Thomas : Hey, Corentin…
Corentin : Moui, Thomas ?
Thomas : Tu veux… tu voudrais pas que je te raconte une histoire cochonne, dis ?
Corentin : (offusqué) Quoi ? Mais enfin ! On est à l’antenne ! Et puis c’est quoi cette expression, “histoire cochonne” ? T’as cru qu’on était au collège ? Non, je peux pas te laisser faire ça !
Thomas : Oh là, je crois qu’il y a méprendre ! Je parlais de l’histoire du cochon. Tu comprends, le 5 février 2019, nous entrons dans l’année chinoise du cochon. Du coup, je me disais que c’était l’occasion de parler de cet animal clivant et de sa relation à l’être humain.

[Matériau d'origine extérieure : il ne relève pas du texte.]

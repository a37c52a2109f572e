//! # tileforge-dispatch
//!
//! State-scoped event dispatch for tileforge.
//!
//! A [`Dispatcher`] owns a registry of listeners keyed by
//! `(state, event kind)` and an injected event source. Each frame,
//! [`Dispatcher::handle_events`] pulls the pending batch from the
//! source and routes every event to the listeners registered for the
//! session's *current* FSM state, either for the event's kind or for
//! the wildcard kind.
//!
//! The dispatcher never owns a session or an event queue; both are
//! passed in, which keeps it independent of any concrete input toolkit.

pub mod dispatcher;
pub mod event;

pub use dispatcher::{listener, Dispatcher, HasMachine, Listener};
pub use event::{Event, EventKind};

Corentin : Ah, je comprends un peu mieux. Mais sois plus clair à l’avenir, parce que bon, tu comprends, c’était plutôt confusant tout ça. Bon, alors, commençons par le plus simple : ça vient d’où, les cochons ?
Thomas : D’un point de vue biologique, l’origine du cochon tel que nous le connaissons aujourd’hui fait toujours l’objet de débats entre généticiens et archéologues. Parmi les deux théories en cours, il descendrait directement soit du sanglier, soit d’une espèce de cochon sauvage intermédiaire. Idem sur son origine géographique de base : on ignore s’il vient d’Europe ou d’Asie.

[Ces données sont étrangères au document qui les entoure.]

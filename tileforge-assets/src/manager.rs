//! Asset managers: a loader seam plus a cached front.

use crate::cache::WeakCache;
use crate::error::AssetError;
use serde_json::Value;
use std::hash::Hash;
use std::path::{Path, PathBuf};
use std::sync::Arc;

/// Loads one kind of asset from the filesystem.
///
/// Implementors resolve keys relative to the manager's asset root.
/// Keys carry whatever the asset kind needs: a bare filename for a
/// data file, a filename plus region for a sprite sheet, and so on.
pub trait AssetLoader {
    type Key: Eq + Hash + Clone;
    type Asset;

    fn load(&self, root: &Path, key: &Self::Key) -> Result<Self::Asset, AssetError>;
}

/// A cached front over an [`AssetLoader`].
///
/// Holds loaded assets weakly: an asset stays shared while used
/// anywhere in the game and is reloaded from disk after the last user
/// drops it.
pub struct AssetManager<L: AssetLoader> {
    root: PathBuf,
    loader: L,
    cache: WeakCache<L::Key, L::Asset>,
}

impl<L: AssetLoader> AssetManager<L> {
    /// Creates a manager resolving keys under `root`.
    pub fn new(root: impl Into<PathBuf>, loader: L) -> Self {
        Self {
            root: root.into(),
            loader,
            cache: WeakCache::new(),
        }
    }

    /// Returns the asset for `key`, loading it on a cache miss.
    pub fn get(&self, key: &L::Key) -> Result<Arc<L::Asset>, AssetError> {
        if let Some(asset) = self.cache.get(key) {
            tracing::debug!(root = %self.root.display(), "asset cache hit");
            return Ok(asset);
        }
        tracing::debug!(root = %self.root.display(), "asset cache miss, loading");
        self.cache
            .get_or_try_insert_with(key, || self.loader.load(&self.root, key))
    }

    /// The asset root this manager resolves keys under.
    pub fn root(&self) -> &Path {
        &self.root
    }

    /// Sweeps dead cache entries; returns how many were removed.
    pub fn prune(&self) -> usize {
        self.cache.prune()
    }
}

/// Loads JSON data files into [`serde_json::Value`]s.
pub struct JsonLoader;

impl AssetLoader for JsonLoader {
    type Key = String;
    type Asset = Value;

    fn load(&self, root: &Path, key: &Self::Key) -> Result<Self::Asset, AssetError> {
        let path = root.join(key);
        let contents = std::fs::read_to_string(&path).map_err(|source| AssetError::Io {
            path: path.clone(),
            source,
        })?;
        serde_json::from_str(&contents).map_err(|source| AssetError::Json { path, source })
    }
}

/// Cached manager for JSON data files.
pub type JsonManager = AssetManager<JsonLoader>;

Une chose est sûre : le cochon (ou son ancêtre le plus proche) est domestiqué à partir de -13.000, au Moyen-Orient. Il faut noter qu’à l’époque, c’est le premier animal domestiqué uniquement pour son usage une fois abattu.
Corentin : Attends, je comprends pas bien.
Thomas : Eh bien par exemple, la volaille est d’abord élevée pour ses oeufs, les moutons pour leur laine, les bovins pour leur force de travail et leur lait, idem pour le cheval ou le chameau. Le cochon ne peut rien faire de cela. Pour qu’il soit utile, il faut le tuer.
En ce sens, le cochon est domestiqué à partir du moment où les êtres humains se sédentarisent. C’est ce qu’explique l’historien Michel Pastoureau dans l’émission de France Inter 2000 ans d’histoire en 2009 :
[01 - 2000 ans.mp3]
Quand l’homme devient agriculteur, il devient aussi éleveur de cochon, dans les premiers villages du Proche et du Moyen-Orient, et il fournit un apport d’alimentation carnée qu’on ne connaissait pas jusque-là.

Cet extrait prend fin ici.